幻が視る固定未来
「今の結構よくなかったか!?」

オレは興奮のまま有希乃に感想を聞いていた。それほどの手ごたえを感じたってことだ。

「少し落ち着いて。こっちが集中できない」

有希乃はオレの手を取って、今まさに治療の真っ最中。
とりあえず有希乃の治療が終わるまで黙っていよう。

怪我の状況はかすり傷? いやいや見ただけでも腕があらぬ方向に曲がっていた。間違いなく骨折していただろう。
けど、不思議なことにその感覚を持てないのは痛覚が全く機能していないから。骨折したにも関わらず、オレに痛みはない。だからこそさっきみたいに有希乃に話しかけられたという訳だ。

変な感覚だな。骨折してるのに何も感じないということは。この世には剣で心臓刺されてもそのまま刺さった状態で起き上がる奴がいるらしいが……これとは別か。つーかそんな奴もいるはずもないか。何を思っていたのか。

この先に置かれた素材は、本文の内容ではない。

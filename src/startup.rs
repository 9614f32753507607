use std::net::TcpListener;

use actix_web::dev::Server;
use actix_web::web;
use actix_web::web::Data;
use actix_web::App;
use actix_web::HttpServer;
use actix_web_lab::middleware::from_fn;
use secrecy::Secret;
use sqlx::mysql::MySqlPoolOptions;
use sqlx::MySqlPool;
use tracing_actix_web::TracingLogger;

use crate::authentication::reject_invalid_api_key;
use crate::authentication::ApiKey;
use crate::configuration::DatabaseSettings;
use crate::configuration::EmailDeliverySettings;
use crate::configuration::Settings;
use crate::routes::create_campaign;
use crate::routes::create_segment;
use crate::routes::create_template;
use crate::routes::create_transaction;
use crate::routes::create_user;
use crate::routes::delete_campaign;
use crate::routes::delete_segment;
use crate::routes::delete_template;
use crate::routes::delete_transaction;
use crate::routes::delete_user;
use crate::routes::emit_event;
use crate::routes::get_campaign;
use crate::routes::get_segment;
use crate::routes::get_template;
use crate::routes::get_transaction;
use crate::routes::get_user;
use crate::routes::health_check;
use crate::routes::list_campaigns;
use crate::routes::list_segment_users;
use crate::routes::list_segments;
use crate::routes::list_templates;
use crate::routes::list_transactions;
use crate::routes::list_user_events;
use crate::routes::list_user_segments;
use crate::routes::push_config;
use crate::routes::set_email_config;
use crate::routes::update_segment;
use crate::routes::update_template;
use crate::routes::update_transaction;
use crate::routes::update_user;

/// Wrapper for actix's `Server` with access to the bound port. The flow
/// executor worker is *not* in here; it is spawned separately by `main` (or
/// driven by hand in tests).
pub struct Application {
    /// Left private; use `get_port` to access
    port: u16,
    server: Server,
}

impl Application {
    pub async fn build(cfg: Settings) -> Result<Self, anyhow::Error> {
        let addr = format!("{}:{}", cfg.application.host, cfg.application.port);
        let listener = TcpListener::bind(addr)?;
        // the OS assigns the port when the config asked for 0
        let port = listener.local_addr()?.port();

        let pool = get_connection_pool(&cfg.database)?;
        let server = run(
            listener,
            pool,
            cfg.email_delivery,
            cfg.application.api_key,
        )?;

        Ok(Self { port, server })
    }

    pub fn get_port(&self) -> u16 { self.port }

    /// Because this consumes `self`, this should be the final function call
    /// (or passed to `tokio::spawn`)
    pub async fn run_until_stopped(self) -> Result<(), std::io::Error> { self.server.await }
}

/// `connect_lazy` so db-free requests (e.g. health_check) work before the
/// database does.
pub fn get_connection_pool(db_cfg: &DatabaseSettings) -> Result<MySqlPool, sqlx::Error> {
    Ok(MySqlPoolOptions::new().connect_lazy_with(db_cfg.connect_options()?))
}

/// Declares all API endpoints. The server is not responsible for binding to
/// an address, it only listens to an already bound one.
pub fn run(
    listener: TcpListener,
    pool: MySqlPool,
    email_settings: EmailDeliverySettings,
    api_key: Secret<String>,
) -> Result<Server, anyhow::Error> {
    let pool = Data::new(pool);
    let email_settings = Data::new(email_settings);
    let api_key = Data::new(ApiKey(api_key));

    let server = HttpServer::new(move || {
        App::new()
            .wrap(TracingLogger::default())
            .route("/health_check", web::get().to(health_check))
            .service(
                web::scope("/api")
                    .wrap(from_fn(reject_invalid_api_key))
                    .route("/user/{id}", web::post().to(create_user))
                    .route("/user/{id}", web::patch().to(update_user))
                    .route("/user/{id}", web::get().to(get_user))
                    .route("/user/{id}", web::delete().to(delete_user))
                    .route("/user/{id}/event/{name}", web::post().to(emit_event))
                    .route("/user/{id}/event", web::get().to(list_user_events))
                    .route("/user/{id}/segment", web::get().to(list_user_segments))
                    .route("/segment", web::get().to(list_segments))
                    .route("/segment/{id}", web::post().to(create_segment))
                    .route("/segment/{id}", web::patch().to(update_segment))
                    .route("/segment/{id}", web::delete().to(delete_segment))
                    .route("/segment/{id}", web::get().to(get_segment))
                    .route("/segment/{id}/user", web::get().to(list_segment_users))
                    .route("/campaign", web::get().to(list_campaigns))
                    .route("/campaign/{id}", web::post().to(create_campaign))
                    .route("/campaign/{id}", web::delete().to(delete_campaign))
                    .route("/campaign/{id}", web::get().to(get_campaign))
                    .route("/template", web::get().to(list_templates))
                    .route("/template/{id}", web::post().to(create_template))
                    .route("/template/{id}", web::patch().to(update_template))
                    .route("/template/{id}", web::delete().to(delete_template))
                    .route("/template/{id}", web::get().to(get_template))
                    .route("/transaction", web::get().to(list_transactions))
                    .route("/transaction/{id}", web::post().to(create_transaction))
                    .route("/transaction/{id}", web::patch().to(update_transaction))
                    .route("/transaction/{id}", web::delete().to(delete_transaction))
                    .route("/transaction/{id}", web::get().to(get_transaction))
                    .route("/email/config", web::post().to(set_email_config))
                    .route("/config", web::post().to(push_config)),
            )
            .app_data(pool.clone())
            .app_data(email_settings.clone())
            .app_data(api_key.clone())
    })
    .listen(listener)?
    .run();

    Ok(server)
}
mod campaigns;
mod config_push;
mod email_config;
mod health_check;
mod segments;
mod templates;
mod transactions;
mod users;

pub use campaigns::*;
pub use config_push::*;
pub use email_config::*;
pub use health_check::*;
pub use segments::*;
pub use templates::*;
pub use transactions::*;
pub use users::*;

use actix_web::http::StatusCode;
use actix_web::HttpResponse;
use actix_web::ResponseError;

use crate::reconcile::ReconcileError;
use crate::utils::error_chain_fmt;

/// The error surface of every `/api` handler. Bad input and broken
/// cross-entity constraints are the caller's fault (400); everything else,
/// including lookups of things that do not exist, falls through the generic
/// 500 path.
#[derive(thiserror::Error)]
pub enum ApiError {
    #[error("{0}")]
    Validation(String),
    #[error("{0}")]
    Constraint(String),
    #[error(transparent)]
    Unexpected(#[from] anyhow::Error),
}

impl std::fmt::Debug for ApiError {
    fn fmt(
        &self,
        f: &mut std::fmt::Formatter<'_>,
    ) -> std::fmt::Result {
        error_chain_fmt(self, f)
    }
}

impl ResponseError for ApiError {
    fn status_code(&self) -> StatusCode {
        match self {
            Self::Validation(_) | Self::Constraint(_) => StatusCode::BAD_REQUEST,
            Self::Unexpected(_) => StatusCode::INTERNAL_SERVER_ERROR,
        }
    }

    fn error_response(&self) -> HttpResponse {
        HttpResponse::build(self.status_code())
            .json(serde_json::json!({ "error": self.to_string() }))
    }
}

impl From<ReconcileError> for ApiError {
    fn from(e: ReconcileError) -> Self {
        match e {
            ReconcileError::Validation(msg) => Self::Validation(msg),
            ReconcileError::UnsupportedCampaignUpdate(_) => Self::Constraint(e.to_string()),
            ReconcileError::Unexpected(inner) => Self::Unexpected(inner),
        }
    }
}

impl From<sqlx::Error> for ApiError {
    fn from(e: sqlx::Error) -> Self { Self::Unexpected(e.into()) }
}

そういえば明日は母上の言った期限の日だな。オレと有希乃を引き離すような手段は母上からも助歌からもない。ということは諦めた? 油断するつもりはないがこの場ではどう邪魔も出来ないだろう。

だからオレはこの訓練のみ集中する。その結果、骨折という代償を払って手に入れた感覚、それが神素の解放。
怪我をする覚悟で選んだ有希乃への反撃。それが神素の解放の域に達した。いや、まだ有希乃の口からあれが神素の解放だと聞かないと確信は出来ないが。